Die Baufelder auf dem Entwicklungsgebiet Erlenmatt im Norden Basels Fotos: bs.ch

Ein neues Quartier im Norden Basels

Im Quartier Erlenmatt im Norden von Basel weicht Stein für Stein die Industrieromantik einer neuen Wohnwelt. «Während die Zwischennutzer ihre Koffer packen, richten sich die Familien und Gewerbe auf dem früheren Areal der Deutschen Bahn ein», schreibt die «Basler Zeitung».

«Über das Projekt Erlenmatt wurde 2005 abgestimmt, der Kampf um die 19 Hektar grosse Fläche war hart.» Doch schlussendlich entschieden sich 64 Prozent der Stimmberechtigten dafür. Das «Erlentor», der erste Baustein des neuen Stadtteils, wurde 2009 bezogen. «Der Grossteil der Überbauungen wird in ein paar Jahren stehen», so die «Basler Zeitung». «Vollendet wird das Projekt Erlenmatt aber erst nach 2041 sein, wenn auch die Baurechtnehmerin des letzten Baufelds ihren Boden freigegeben hat.»

Weitere Meldungen:

– Die «NZZ» bespricht die Überbauung Klee von Knapkiewicz & Fickert Architekten in Zürich Unteraffoltern. Die Siedlung am Stadtrand sei ein Beispiel für verdichtetes Bauen, so die Zeitung.

– Das Architekturmuseum Basel präsentiert das «persönliche Inventar» des Bauingenieurs Jürg Conzett, berichtet die «NZZ». Die Schau stellt eine neu ausgerichtete Präsentation des Schweizer Beitrags zur Architekturbiennale 2010 in Venedig dar.

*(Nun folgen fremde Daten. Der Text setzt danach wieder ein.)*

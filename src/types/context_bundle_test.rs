//! Tests for `ContextBundle`.

use super::ContextBundle;

#[test]
fn citations_deduplicate_by_url_first_seen() {
  let mut b = ContextBundle::new("text");
  assert!(b.push_citation("Wikipedia", "https://en.wikipedia.org/wiki/Macaca_fuscata", 10));
  assert!(!b.push_citation("Duplicate", "https://en.wikipedia.org/wiki/Macaca_fuscata", 10));
  assert!(b.push_citation("IUCN", "https://www.iucnredlist.org/", 10));
  assert_eq!(b.citations().len(), 2);
  assert_eq!(b.citations()[0].title, "Wikipedia");
}

#[test]
fn citations_respect_cap() {
  let mut b = ContextBundle::new("");
  assert!(b.push_citation("a", "https://a.example/", 1));
  assert!(!b.push_citation("b", "https://b.example/", 1));
  assert_eq!(b.citations().len(), 1);
}

#[test]
fn empty_urls_are_dropped() {
  let mut b = ContextBundle::new("");
  assert!(!b.push_citation("no url", "", 10));
  assert!(b.is_empty());
}
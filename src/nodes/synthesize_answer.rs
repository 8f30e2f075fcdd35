//! Terminal node for the identification path: composes the final answer.

use std::sync::Arc;

use async_trait::async_trait;
use tracing::{info, warn};

use crate::collaborators::TextAnswerer;
use crate::config::EngineConfig;
use crate::graph::TurnNode;
use crate::prompts;
use crate::text::{bold, italic, link, truncate};
use crate::types::{ConversationState, Namespace, NodeDelta};

pub struct SynthesizeAnswerNode {
  answerer: Arc<dyn TextAnswerer>,
  answer_context_max_chars: usize,
}

impl SynthesizeAnswerNode {
  pub fn new(answerer: Arc<dyn TextAnswerer>, config: &EngineConfig) -> Self {
    Self {
      answerer,
      answer_context_max_chars: config.answer_context_max_chars,
    }
  }

  fn citation_block(state: &ConversationState) -> String {
    let Some(bundle) = state.context.as_ref() else {
      return String::new();
    };
    bundle
      .citations()
      .iter()
      .map(|c| format!("- {}", link(&c.title, &c.url)))
      .collect::<Vec<_>>()
      .join("\n")
  }

  /// Confidence footnote from the classifier metrics, when this turn ran the
  /// local model at all.
  fn confidence_footnote(state: &ConversationState) -> String {
    match state.scratch.classifier.as_ref().filter(|c| c.status.is_ok()) {
      Some(c) => format!(
        "\n\n(Local confidence: {:.2} · Entropy: {:.2})",
        c.p1, c.entropy
      ),
      None => String::new(),
    }
  }

  /// Composed locally when the answerer fails; the turn still ends with a
  /// usable identification.
  fn fallback(state: &ConversationState, binomial: &str) -> String {
    let summary = state
      .context
      .as_ref()
      .map(|b| b.text().to_string())
      .unwrap_or_default();
    format!(
      "{} {}\n\n{}",
      bold("Identified species:"),
      italic(binomial),
      summary
    )
    .trim_end()
    .to_string()
  }
}

#[async_trait]
impl TurnNode for SynthesizeAnswerNode {
  fn owns(&self) -> &'static [Namespace] {
    &[]
  }

  async fn run(&self, state: &ConversationState) -> NodeDelta {
    let binomial = state
      .subject
      .as_ref()
      .map(|s| s.binomial().to_string())
      .unwrap_or_else(|| "—".to_string());
    let context_text = state
      .context
      .as_ref()
      .map(|b| truncate(b.text(), self.answer_context_max_chars))
      .unwrap_or_default();
    let citations = Self::citation_block(state);
    let grounding = if citations.is_empty() {
      context_text
    } else {
      format!("{context_text}\n\n{citations}")
    };

    let report = self.answerer.answer(&prompts::synthesize_prompt(&binomial, &grounding)).await;
    let mut answer = if report.status.is_ok() && !report.text.is_empty() {
      report.text
    } else {
      warn!(status = %report.status, "answer synthesis degraded to local fallback");
      Self::fallback(state, &binomial)
    };
    answer.push_str(&Self::confidence_footnote(state));
    info!(binomial = %binomial, "final answer composed");
    NodeDelta::assistant_message(answer)
  }
}
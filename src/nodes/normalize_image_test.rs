use std::time::Duration;

use bytes::Bytes;

use crate::graph::TurnNode;
use crate::types::{ConversationState, ImageInput};

use super::normalize_image::{ImageFormat, NormalizeImageNode, sniff_format};

const JPEG: &[u8] = &[0xFF, 0xD8, 0xFF, 0xE0, 0x00, 0x10];
const PNG: &[u8] = &[0x89, b'P', b'N', b'G', 0x0D, 0x0A, 0x1A, 0x0A, 0x00];
const WEBP: &[u8] = b"RIFF\x24\x00\x00\x00WEBPVP8 ";

fn node() -> NormalizeImageNode {
  NormalizeImageNode::new(Duration::from_secs(5))
}

#[test]
fn sniffs_the_supported_formats() {
  assert_eq!(sniff_format(JPEG), Some(ImageFormat::Jpeg));
  assert_eq!(sniff_format(PNG), Some(ImageFormat::Png));
  assert_eq!(sniff_format(WEBP), Some(ImageFormat::Webp));
  assert_eq!(sniff_format(b"GIF89a"), None);
  assert_eq!(sniff_format(b""), None);
}

#[tokio::test]
async fn valid_bytes_are_accepted() {
  let state = ConversationState::new().with_image(ImageInput::from_bytes(Bytes::from_static(JPEG)));
  let delta = node().run(&state).await;
  let image = delta.scratch.image.expect("image scratch");
  assert!(image.ok);
  assert!(delta.image.is_some_and(|i| i.bytes.is_some()));
}

#[tokio::test]
async fn unsupported_format_is_rejected() {
  let state =
    ConversationState::new().with_image(ImageInput::from_bytes(Bytes::from_static(b"GIF89a....")));
  let delta = node().run(&state).await;
  let image = delta.scratch.image.expect("image scratch");
  assert!(!image.ok);
  assert_eq!(image.error.as_deref(), Some("unsupported_format"));
}

#[tokio::test]
async fn missing_input_reports_empty_bytes() {
  let delta = node().run(&ConversationState::new()).await;
  let image = delta.scratch.image.expect("image scratch");
  assert!(!image.ok);
  assert_eq!(image.error.as_deref(), Some("empty_bytes"));
}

– Die «Basler Zeitung» ist für ein doppeltes Nein bei der Abstimmung über die Familiengarten-Initiative in Basel: «Der Wunsch nach Freiräumen kann nicht den einen verweigert und den anderen uneingeschränkt garantiert werden.»

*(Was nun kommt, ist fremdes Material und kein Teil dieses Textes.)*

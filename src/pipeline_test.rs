use std::sync::Arc;

use async_trait::async_trait;
use bytes::Bytes;

use crate::collaborators::{
  AnswerReport, Classifier, InferenceReport, RankedLabel, ReferencePage, ReferencePageFetcher,
  SearchSummary, StubSearch, TextAnswerer, VisionReport, VisionVerifier, WebSearch,
};
use crate::config::EngineConfig;
use crate::pipeline::{Collaborators, identification_engine, identification_graph};
use crate::types::{CallStatus, ConversationState, ImageInput, Role};

const JPEG: &[u8] = &[0xFF, 0xD8, 0xFF, 0xE0, 0x00, 0x10];

struct FixedClassifier {
  label: &'static str,
  p1: f64,
}

#[async_trait]
impl Classifier for FixedClassifier {
  async fn infer(&self, _image: &Bytes, _top_k: usize) -> InferenceReport {
    InferenceReport::from_ranked(vec![
      RankedLabel {
        label: self.label.to_string(),
        prob: self.p1,
      },
      RankedLabel {
        label: "Patas_monkey".to_string(),
        prob: 1.0 - self.p1,
      },
    ])
  }
}

struct NoVision;

#[async_trait]
impl VisionVerifier for NoVision {
  async fn resolve(&self, _image: &Bytes) -> VisionReport {
    VisionReport::invalid()
  }
}

struct FixedReference;

#[async_trait]
impl ReferencePageFetcher for FixedReference {
  async fn fetch(&self, binomial: &str) -> ReferencePage {
    ReferencePage {
      status: CallStatus::Ok,
      title: binomial.to_string(),
      url: format!("https://en.wikipedia.org/wiki/{}", binomial.replace(' ', "_")),
      plain_text: format!("{binomial} is a primate."),
      infobox: Vec::new(),
      error: None,
    }
  }
}

struct EchoAnswerer;

#[async_trait]
impl TextAnswerer for EchoAnswerer {
  async fn answer(&self, prompt: &str) -> AnswerReport {
    AnswerReport::ok(format!("answered: {}", prompt.chars().take(40).collect::<String>()))
  }
}

fn collaborators() -> Collaborators {
  Collaborators {
    classifier: Arc::new(FixedClassifier {
      label: "Japanese_macaque",
      p1: 0.9,
    }),
    vision: Arc::new(NoVision),
    reference: Arc::new(FixedReference),
    search: Arc::new(StubSearch),
    answerer: Arc::new(EchoAnswerer),
  }
}

#[test]
fn the_identification_graph_builds() {
  let graph = identification_graph(collaborators(), &EngineConfig::default());
  assert!(graph.is_ok());
  assert_eq!(graph.unwrap().node_count(), 15);
}

#[tokio::test]
async fn image_turn_never_reaches_the_no_image_path() {
  let engine = identification_engine(collaborators(), &EngineConfig::default()).expect("engine");
  let state = ConversationState::new()
    .with_user_message("what is this monkey?")
    .with_image(ImageInput::from_bytes(Bytes::from_static(JPEG)));
  let state = engine.run_turn(state).await;

  // The turn ended with an identification, not an image request.
  let answer = state
    .messages
    .iter()
    .rev()
    .find(|m| m.role == Role::Assistant)
    .expect("assistant reply");
  assert!(answer.text.starts_with("answered:"));
  assert!(state.scratch.clarify.is_none());
  assert_eq!(
    state.subject.as_ref().map(|s| s.binomial()),
    Some("Macaca fuscata")
  );
}

#[tokio::test]
async fn unusable_turn_ends_with_an_image_prompt() {
  let engine = identification_engine(collaborators(), &EngineConfig::default()).expect("engine");
  let state = engine
    .run_turn(ConversationState::new().with_user_message("hi there"))
    .await;
  let answer = state.messages.last().expect("assistant reply");
  assert!(answer.text.contains("upload an image"));
}

#[tokio::test]
async fn stub_search_respects_the_result_cap() {
  let summary: SearchSummary = StubSearch.search("Macaca fuscata", 1).await;
  assert_eq!(summary.results.len(), 1);
}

– Auf der Zürcher Crowdfunding-Plattform C-Crowd kann jeder in junge Unternehmen investieren. So spendeten beispielsweise 13'000 Leute fast eine Million Dollar für ein neues Uhrenmodell, für das sonst keine Geldgeber gefunden werden konnte. Ein Bericht im «Tages-Anzeiger».